Oxidant/complexing properties of the methimazole (MeImHS)/iodine system towards palladium and gold metals. Crystal structure of the complex cation [PdII(MeImHS)4]2+ balanced by a tetraiodide/iodide mixture†
Abstract
This paper reports on the oxidative dissolution ability in dichloromethane and water of the methimazole–iodine system towards gold and palladium in powder. This research has a potential application in the recovery process of these metals from electrical and electronic waste equipment (WEEE). The iodine-adduct of methimazole (1-methyl-3H-imidazole-2-thione; MeImHS) oxidises gold and palladium powders in dichloromethane to form the complexes [AuI(MeImHS)2]I3 and [PdII(MeImHS)4](I4)0.73·2(I)0.27. The X-ray crystal structure of the palladium complex shows a square-planar Pd(II) ion S-coordinated to four MeImHS units with the charge essentially balanced by an unusual tetraiodide I42− with minor amounts of iodide.

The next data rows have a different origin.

//! Administrative JSON contract for the alarm and plant tables.
//!
//! ```text
//!  {"alarm":  [[{"weekday":2,"hour":6,"minute":0,"status":1},
//!               {"weekday":2,"hour":6,"minute":30,"status":1}], …]}
//!  {"plants": [[0,2,1], [3,1,0], …]}          // [valve id, size class, status]
//! ```
//!
//! Payloads are parsed into typed DTOs and validated as a whole before
//! anything is handed to the service; a rejected payload never reaches
//! [`Settings`](crate::config::Settings).  The `*_json` functions render
//! the stored tables in the same shape, so a client can compare what it
//! sent with what was stored.

use heapless::Vec as FixedVec;
use serde::{Deserialize, Serialize};

use crate::config::{MAX_ALARMS, MAX_PLANTS, Plant, Status, validate_alarms, validate_plants};
use crate::error::ValidationError;
use crate::schedule::{AlarmRecord, AlarmSlot, WeekdayMask};

pub type AlarmTable = FixedVec<AlarmSlot, MAX_ALARMS>;
pub type PlantTable = FixedVec<Plant, MAX_PLANTS>;

#[derive(Debug, Serialize, Deserialize)]
#[serde(deny_unknown_fields)]
struct AlarmRecordDto {
    weekday: u8,
    hour: u8,
    minute: u8,
    status: u8,
}

#[derive(Debug, Serialize, Deserialize)]
#[serde(deny_unknown_fields)]
struct AlarmTableDto {
    alarm: Vec<[AlarmRecordDto; 2]>,
}

#[derive(Debug, Serialize, Deserialize)]
#[serde(deny_unknown_fields)]
struct PlantTableDto {
    plants: Vec<[u8; 3]>,
}

fn status(v: u8) -> Result<Status, ValidationError> {
    Status::from_u8(v).ok_or(ValidationError::OutOfRange("status"))
}

impl TryFrom<&AlarmRecordDto> for AlarmRecord {
    type Error = ValidationError;

    fn try_from(dto: &AlarmRecordDto) -> Result<Self, Self::Error> {
        Ok(Self {
            weekday_mask: WeekdayMask::from_bits(dto.weekday)
                .ok_or(ValidationError::OutOfRange("weekday"))?,
            hour: dto.hour,
            minute: dto.minute,
            status: status(dto.status)?,
        })
    }
}

impl From<&AlarmRecord> for AlarmRecordDto {
    fn from(r: &AlarmRecord) -> Self {
        Self {
            weekday: r.weekday_mask.bits(),
            hour: r.hour,
            minute: r.minute,
            status: r.status.as_u8(),
        }
    }
}

/// Parse and validate a `setAlarms` payload.
pub fn parse_alarms(json: &str) -> Result<AlarmTable, ValidationError> {
    let dto: AlarmTableDto = serde_json::from_str(json).map_err(|_| ValidationError::Malformed)?;
    if dto.alarm.len() > MAX_ALARMS {
        return Err(ValidationError::TooManyEntries { max: MAX_ALARMS });
    }

    let mut table = AlarmTable::new();
    for [start, end] in &dto.alarm {
        let slot = AlarmSlot::new(start.try_into()?, end.try_into()?);
        table
            .push(slot)
            .map_err(|_| ValidationError::TooManyEntries { max: MAX_ALARMS })?;
    }
    validate_alarms(&table)?;
    Ok(table)
}

/// Parse and validate a `setPlants` payload.
pub fn parse_plants(json: &str) -> Result<PlantTable, ValidationError> {
    let dto: PlantTableDto = serde_json::from_str(json).map_err(|_| ValidationError::Malformed)?;
    if dto.plants.len() > MAX_PLANTS {
        return Err(ValidationError::TooManyEntries { max: MAX_PLANTS });
    }

    let mut table = PlantTable::new();
    for &[id, size, st] in &dto.plants {
        let plant = Plant {
            id,
            size,
            status: status(st)?,
        };
        table
            .push(plant)
            .map_err(|_| ValidationError::TooManyEntries { max: MAX_PLANTS })?;
    }
    validate_plants(&table)?;
    Ok(table)
}

pub fn alarms_json(alarms: &[AlarmSlot]) -> String {
    let dto = AlarmTableDto {
        alarm: alarms
            .iter()
            .map(|s| [AlarmRecordDto::from(&s.start), AlarmRecordDto::from(&s.end)])
            .collect(),
    };
    serde_json::to_string(&dto).unwrap_or_default()
}

pub fn plants_json(plants: &[Plant]) -> String {
    let dto = PlantTableDto {
        plants: plants
            .iter()
            .map(|p| [p.id, p.size, p.status.as_u8()])
            .collect(),
    };
    serde_json::to_string(&dto).unwrap_or_default()
}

The oxidative dissolution of palladium in water medium produces the cation [PdII(MeImHS)4]2+. Considering the reaction conditions under which the process was performed ([I2] = 1.14 × 10−3 M, T = 20 °C, pH = 5, reaction time 24 h), the obtained value of 64% of oxidation yields from Pd(0) to Pd(II) is to be considered satisfactory. No appreciable oxidation was observed for the gold powder in water. The feasibility of recovering palladium from the triiodide salt of the complex cation [PdII(MeImHS)4]2+ was verified by carrying out a two-step reduction process using magnesium powder.